Wednesday, December 21, 2011

Uruz

Uruz

Meaning: Auroch

Stands for: male, strength, steadfast, vitality, wit, healing, foundation

Meditation from Rune Class:

Again I returned to the woodland fire with Zeulu and the Quiet Warrior.  Staring into the fire I seemed to transcend to a place where I was spirit standing face to face with a spirit Auroch.  My forehead rested right abouve his wet nose.  He was huge with horns that spanned the skyline.  We just stood there in this celestial sky almost like we were a constellation.  He was a stable gentle strength, that made me feel safe.  Yet as I stood there I was reminded of the destroyer aspect of a creature so big, and that I am that creature in my own life.  One must be careful when working on a foundation to not sabotage one's fate.  Uruz is a symbol of the sabator archetype, when one is unbalanced.  However, when one, I, can be silent and listen to my inner voice, the right direction is there. 

I began working with the Uruz stave this week of Yule.  The first night I put the stave on my palms, I dreampt of my friend Bobby, someone I haven't spent a lot of time with the last year or so.  In this dream he was a love interest, with whom I felt very save and content.  I also had a job in this dream, a job I kept running from and avoiding because I didn't want to go.  The dream kept going back and forth between Bobby and I spending time together to me needing to go to work but not wanting to. 

When I woke up from this dream I actually felt very content, like I had just woken up in the arms of my love, very protected and safe.  I realized that in my journey to fix myself, and to help the girls get over the death of their father, that having a healthy relationship as in a lover/partner way, has been put on the back burner.  Now I have intentionally done this and I am okay with my decision.  My girls needed me there during these last few years more than I have needed physical partnership.  However I realize I do miss the safety of having someone to just be there when my world feels like it is caving in.  As for the work aspect of the dream, that was easy, I am unhappy with my job and I don't want to be there, but I have a responsibility to provide for the girls and the people at my job depend  on me as well.  Somehow I need to find a balance in my work, a way to like it again.  I am still working with this stave and might have more to write later.  OH, and I realized why Bobby was the male in the dream, he was my steadfast male friend when Bill and I seperated, and he is a friend that I have always felt comfortable and safe with.  He is my Hellboy and always will be.

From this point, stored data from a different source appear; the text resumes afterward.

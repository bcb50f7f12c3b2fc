//! Login and logout endpoints.

use super::{ApiClient, ApiError};
use crate::models::{Credentials, LoginResponse};

impl ApiClient {
    /// `POST login`. A response without a token is still `Ok` here; the auth
    /// flow decides what that means.
    pub async fn login(&self, credentials: &Credentials) -> Result<LoginResponse, ApiError> {
        self.post_json("login", credentials).await
    }

    /// `POST logout`.
    pub async fn logout(&self) -> Result<(), ApiError> {
        self.post_empty("logout").await
    }
}
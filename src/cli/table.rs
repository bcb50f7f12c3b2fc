//! Plain-text rendering of a directory page.

use std::fmt::Write;

use crate::api::validation::FieldErrors;
use crate::models::{User, UserPage};

fn column_width(column: &str) -> usize {
    match column {
        "id" => 5,
        "email" => 30,
        "first_name" | "last_name" => 15,
        _ => 40,
    }
}

fn column_label(column: &str) -> String {
    column.replace('_', " ").to_uppercase()
}

/// Render a page as a fixed-width table followed by a pagination footer.
pub fn render_users(page: &UserPage) -> String {
    let mut out = String::new();

    if page.records.is_empty() {
        out.push_str("No users found.\n");
    } else {
        let header: Vec<String> = User::COLUMNS
            .iter()
            .map(|c| format!("{:<width$}", column_label(c), width = column_width(c)))
            .collect();
        let _ = writeln!(out, "{}", header.join("  ").trim_end());

        let total_width: usize = User::COLUMNS.iter().map(|c| column_width(c) + 2).sum();
        let _ = writeln!(out, "{}", "-".repeat(total_width - 2));

        for user in &page.records {
            let cells: Vec<String> = User::COLUMNS
                .iter()
                .map(|c| {
                    let width = column_width(c);
                    let value = user.column(c);
                    let value = if value.is_empty() { "-".to_string() } else { value };
                    format!("{:<width$}", truncate(&value, width), width = width)
                })
                .collect();
            let _ = writeln!(out, "{}", cells.join("  ").trim_end());
        }
    }

    let _ = writeln!(
        out,
        "Page {} of {} ({} users)",
        page.page_number,
        page.total_pages(),
        page.total_count
    );
    out
}

/// Render field errors one per line, indented.
pub fn render_field_errors(errors: &FieldErrors) -> String {
    let mut out = String::new();
    for (field, messages) in errors.iter() {
        for message in messages {
            let _ = writeln!(out, "  {}: {}", field, message);
        }
    }
    out
}

/// Truncate a string to max length with ellipsis
pub fn truncate(s: &str, max_len: usize) -> String {
    if s.chars().count() <= max_len {
        s.to_string()
    } else {
        let kept: String = s.chars().take(max_len.saturating_sub(3)).collect();
        format!("{}...", kept)
    }
}
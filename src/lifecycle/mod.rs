//! Lifecycle management subsystem.
//!
//! # Data Flow
//! ```text
//! Startup (startup.rs):
//!     Load config → Validate → Seed agents → Bind listener
//!
//! Shutdown (shutdown.rs):
//!     Signal received → Stop accepting → Drain in-flight requests → Exit
//!
//! Signals (signals.rs):
//!     SIGTERM/SIGINT → Trigger graceful shutdown
//! ```
//!
//! # Design Decisions
//! - Agents are seeded before the listener binds, so the first request sees them
//! - One `Shutdown` token is shared by the signal handler and the server

pub mod shutdown;
pub mod signals;
pub mod startup;

pub use shutdown::Shutdown;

One thing I find interesting about this stave is that in the meditation, head to head with the celestial auroch, I felt like we were complete, a set of companions.  Skadi is the goddess I have worked with the last five years from Yule to Ostara, and Ulhr, her companion is the God associated with this stave. 

Other things about Uruz:

Gods/Goddess:  Ulhr
Stone: dark blue
Element: Earth
Color: Dark Green/Blue  ( to me this stone is more a celestial or night sky blue illuminated by the stars)
Chakra: third eye/crown/root  (this is how I see the rune)

Fehu

Fehu -
Meaning: Cattle

Stands for:  wealth, prosperity, riches, landed property, mobile property, family, friends, love, kindred

Letter: F

Meditation at Rune Class:

As with many meditations, if they are not guided, I naturally go to a place where I am with my guides.  This time I went to our usual place in the forest, it was winter and there was a big fire with four logs forming a square around the fire.  In this meditaion, Zeulu and the Quiet Warrior was there along , my silver black wolf.  In this place I am a young blond maiden, like in most of my meditations and I am wearing furs.   Thinking of Fehu, I decided to scry in the fire.  As I gazed into the flame, the Fehu symbol hovered in the midst of the flame.  The stave gave off a vibration that was very low seeming to come from the core of the earth, very old, very primal.   As I stared at the stave's image in the fire these words sounded in my mind: responsibility, balance, wisdom, knowledge. 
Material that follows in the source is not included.